Bu şef Maxence Gilet adında biriydi ve kısaca Max diye anılıyordu; geçmişi, aynı zamanda gücü ve gençliği onu bu role yöneltmişti. Maxence Gilet, Kaymakam Mösyö Lousteau'nun evlilik dışı doğmuş oğlu olarak biliniyordu. Çapkınlığı birçok anı bırakmış olan Mösyö Lousteau Madam Hochon'un kardeşiydi ve daha önce gördüğünüz gibi, Agathe'ın doğumu konusunda yaşlı Doktor Rouget'nin kendisine kin beslemesine neden olmuştu. Ancak darılmalarından önce bu iki adamı birbirine bağlayan dostluk o kadar güçlüydü ki, bölgenin ve o zamanın bir deyimiyle söylersek, seve seve aynı yollardan geçiyorlardı. Bu yüzden, Max'ın pekâlâ kaymakamın oğlu olduğu kadar, doktorun oğlu olduğu da ileri sürülüyordu, ama o ne birinin ne de ötekinin çocuğuydu, çünkü babası Bourges garnizonunda görev yapmış hoş bir süvari subayıydı. Bununla birlikte, düşmanlıkları sonucu, çocuk için ne mutlu bir olay ki, doktor ile kaymakam bu babalığı sürekli olarak aralarında çekiştiler. Roma dış mahallesinden zavallı bir nalıncının karısı olan Max'ın annesi, doğru yoldan sapacak derecede şaşırtıcı bir güzelliğe sahipti, bir Trastevere'li[45] güzel gibiydi, oğluna aktardığı tek iyi şey bu güzellikti.

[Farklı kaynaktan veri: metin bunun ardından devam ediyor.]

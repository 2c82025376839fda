//! # Image Provider Boundary
//!
//! The pipeline only ever sees [`ImageProvider`]: a prompt goes in, raw image
//! bytes (or a [`ProviderError`]) come out. Production uses
//! [`openai::OpenAiImageProvider`]; tests script responses through
//! `test_utils::ScriptedProvider`.

pub mod openai;

use crate::checker::CANVAS_SIZE;
use crate::error::ProviderError;
use async_trait::async_trait;
use std::path::PathBuf;

pub const DEFAULT_MODEL: &str = "gpt-image-1";
pub const DEFAULT_QUALITY: &str = "high";

/// Reference image sent along with an edit request.
#[derive(Debug, Clone, PartialEq, Eq)]
pub struct SourceImage {
    pub path: PathBuf,
    pub bytes: Vec<u8>,
}

impl SourceImage {
    pub fn file_name(&self) -> String {
        self.path
            .file_name()
            .and_then(|n| n.to_str())
            .unwrap_or("source.png")
            .to_string()
    }
}

#[derive(Debug, Clone, PartialEq, Eq)]
pub struct ProviderRequest {
    pub prompt: String,
    pub model: String,
    /// e.g. "1024x1024"
    pub size: String,
    pub quality: String,
    pub source_image: Option<SourceImage>,
}

impl ProviderRequest {
    pub fn new(
        prompt: impl Into<String>,
        model: impl Into<String>,
        quality: impl Into<String>,
    ) -> Self {
        Self {
            prompt: prompt.into(),
            model: model.into(),
            size: format!("{CANVAS_SIZE}x{CANVAS_SIZE}"),
            quality: quality.into(),
            source_image: None,
        }
    }

    pub fn with_source_image(mut self, source: SourceImage) -> Self {
        self.source_image = Some(source);
        self
    }

    pub fn with_prompt(&self, prompt: String) -> Self {
        Self {
            prompt,
            ..self.clone()
        }
    }
}

/// A remote image generator.
#[async_trait]
pub trait ImageProvider: Send + Sync {
    /// Produce one image. With a source image this is an edit of that image.
    async fn render(&self, request: &ProviderRequest) -> Result<Vec<u8>, ProviderError>;

    fn name(&self) -> &str;
}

1788'de Max'a hamile olan Madam Gilet, kötülük yapmak düşüncesiyle, kuşkusuz birbirine düşürmek için, iki dostun çapkınlığına mal edilen bu Tanrı lütfunu uzun süre arzulamıştı. Bir numara ayyaş olan Gilet karısının düzensiz davranışlarını aşağı sınıflarda çok örneği görülen suç ortaklığıyla, hoşnutlukla destekliyordu. Oğluna koruyucu kişiler bulmak için, Madam Gilet sahte babaları açıklamaktan bayağı çekindi. Paris'te milyoner olabilirdi; Issoudun'de kimi zaman rahat, kimi zaman da yoksulluk içinde ve gitgide küçük görülerek yaşadı. Mösyö Lousteau'nın kız kardeşi Madam Hochon, Max'ın okula gitmesi için yılda yaklaşık on ekü verdi, kocasının cimriliği yüzünden Madam Hochon'un rahat rahat gösteremeyeceği bu eli açıklık doğal olarak o sırada Sancerre'de bulunan erkek kardeşine mal edildi. Bekâr olarak mutlu olmayan Doktor Rouget, Max'ın güzelliğini fark etti, 1805'e kadar tuhaf genç diye adlandırdığı bu kişinin kolej masraflarını ödedi. Kaymakam 1800'de öldüğü için, Doktor Rouget de beş yıl boyunca Max'ın okul masraflarını ödemekle bir özsaygı duygusuna kapılmış gibi göründüğünden, babalık sorunu hep ortada kaldı. Bin türlü şakaya adı karışmış Maxence Gilet zaten çok geçmeden unutuldu. Bakın nasıl...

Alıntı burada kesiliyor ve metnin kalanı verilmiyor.